The knee-jerk response is to say, "What a horrible person the mother is! How could a mother kill her own children!" And of course I feel this way -- I have three boys, and cannot imagine harming them. And unlike in "Cruel Sister", I've never really heard any real ambiguity in this song.

But -- one line in "The Bonny Greenwood Side" caught my ear recently and made me re-think. The line is, "She was the smallest maid of them all". That line implies vulnerrability, either in age, or in physical size. And suddenly it dawned on me: Where is the father?

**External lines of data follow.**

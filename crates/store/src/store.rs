//! The catalog store: load, hold, persist.

use std::fs;
use std::io::ErrorKind;
use std::path::Path;

use parking_lot::{RwLock, RwLockReadGuard, RwLockWriteGuard};
use tracing::{debug, info, warn};

use cinedb_core::{CatalogError, Movie, Result};

use crate::config::{LoadPolicy, StoreConfig};

/// Owner of the live collection and its backing document.
///
/// The collection keeps document order (insertion order, not id order); that
/// order is the tiebreaker every stable sort and first-match scan relies on.
#[derive(Debug)]
pub struct CatalogStore {
    config: StoreConfig,
    movies: RwLock<Vec<Movie>>,
}

impl CatalogStore {
    /// Open the store: parse and normalize the backing document once.
    ///
    /// A missing document yields an empty collection. A malformed document
    /// yields an empty collection under [`LoadPolicy::FailOpen`] (logged
    /// distinctly from the missing case) or an error under
    /// [`LoadPolicy::Strict`].
    pub fn open(config: StoreConfig) -> Result<Self> {
        let movies = load(&config)?;
        info!(path = %config.path.display(), count = movies.len(), "catalog opened");
        Ok(Self {
            config,
            movies: RwLock::new(movies),
        })
    }

    /// Path of the backing document.
    pub fn path(&self) -> &Path {
        &self.config.path
    }

    /// Shared access to the collection for the duration of a query.
    pub fn read(&self) -> RwLockReadGuard<'_, Vec<Movie>> {
        self.movies.read()
    }

    /// Exclusive access for a mutation. The caller holds this guard across
    /// the whole read-modify-write sequence and calls [`persist`] before
    /// releasing it, so concurrent mutations serialize and readers never
    /// observe a half-applied change.
    ///
    /// [`persist`]: CatalogStore::persist
    pub fn write(&self) -> RwLockWriteGuard<'_, Vec<Movie>> {
        self.movies.write()
    }

    /// Clone of the current collection, taken under the shared lock.
    pub fn snapshot(&self) -> Vec<Movie> {
        self.movies.read().clone()
    }

    /// Number of live records.
    pub fn len(&self) -> usize {
        self.movies.read().len()
    }

    /// True when the collection holds no records.
    pub fn is_empty(&self) -> bool {
        self.movies.read().is_empty()
    }

    /// Next id to assign: `max(id) + 1`, or 1 on an empty collection.
    ///
    /// Recomputed fresh on every create, never cached. Deleting the
    /// highest-id record therefore releases its id for the next create;
    /// that reuse is the documented historical behavior.
    pub fn next_id(&self) -> u64 {
        Self::next_id_in(&self.movies.read())
    }

    /// [`next_id`] over a collection the caller already holds a lock on.
    ///
    /// [`next_id`]: CatalogStore::next_id
    pub fn next_id_in(movies: &[Movie]) -> u64 {
        movies.iter().map(|m| m.id).max().map_or(1, |max| max + 1)
    }

    /// Serialize the full collection back to the backing document.
    ///
    /// Whole-document overwrite in place: no temp file, no rename, no
    /// write-ahead log. A crash mid-write can corrupt the document; that is
    /// accepted for this store's scope and pinned by the test suite rather
    /// than papered over. I/O failure here is the one hard error a mutation
    /// can surface.
    pub fn persist(&self, movies: &[Movie]) -> Result<()> {
        let body = serde_json::to_vec_pretty(movies)?;
        fs::write(&self.config.path, body)
            .map_err(|source| CatalogError::io(&self.config.path, source))?;
        debug!(count = movies.len(), "catalog persisted");
        Ok(())
    }
}

/// Parse the backing document according to the configured load policy.
fn load(config: &StoreConfig) -> Result<Vec<Movie>> {
    let raw = match fs::read(&config.path) {
        Ok(raw) => raw,
        Err(err) if err.kind() == ErrorKind::NotFound => {
            warn!(path = %config.path.display(), "backing document missing, starting empty");
            return Ok(Vec::new());
        }
        Err(err) => match config.load_policy {
            LoadPolicy::FailOpen => {
                warn!(path = %config.path.display(), error = %err,
                      "backing document unreadable, starting empty");
                return Ok(Vec::new());
            }
            LoadPolicy::Strict => return Err(CatalogError::io(&config.path, err)),
        },
    };

    match serde_json::from_slice::<Vec<Movie>>(&raw) {
        Ok(movies) => Ok(movies),
        Err(err) => match config.load_policy {
            LoadPolicy::FailOpen => {
                warn!(path = %config.path.display(), error = %err,
                      "backing document malformed, starting empty");
                Ok(Vec::new())
            }
            LoadPolicy::Strict => Err(CatalogError::Malformed(err)),
        },
    }
}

What happened that a woman would be desperate enough to give birth by herself and kill her children? Was it incest? Rape? Seduction with a promise of marriage? In our modern world, programs which allow women to abandon their newborns at a hospital have cut down the murder rate of children killed by desperate teenage girls who are afraid their parents will abuse them or throw them out if they find out they had given birth. And that's in our modern time.

In a time when being an unwed mother brought down sanctions of church as well as state, in a time when a girl might be killed because she was carrying an illegitimate child, at a time when that mother would be blamed even if she were an incest victim, what recourse would a young woman have if she were to get pregnant? And suddenly this song turns into even more of a tragedy than it seems on the surface.

I don't know if this will make its way into one of my stories. Certainly there's something to be said here which hasn't been covered. But it's something to think over.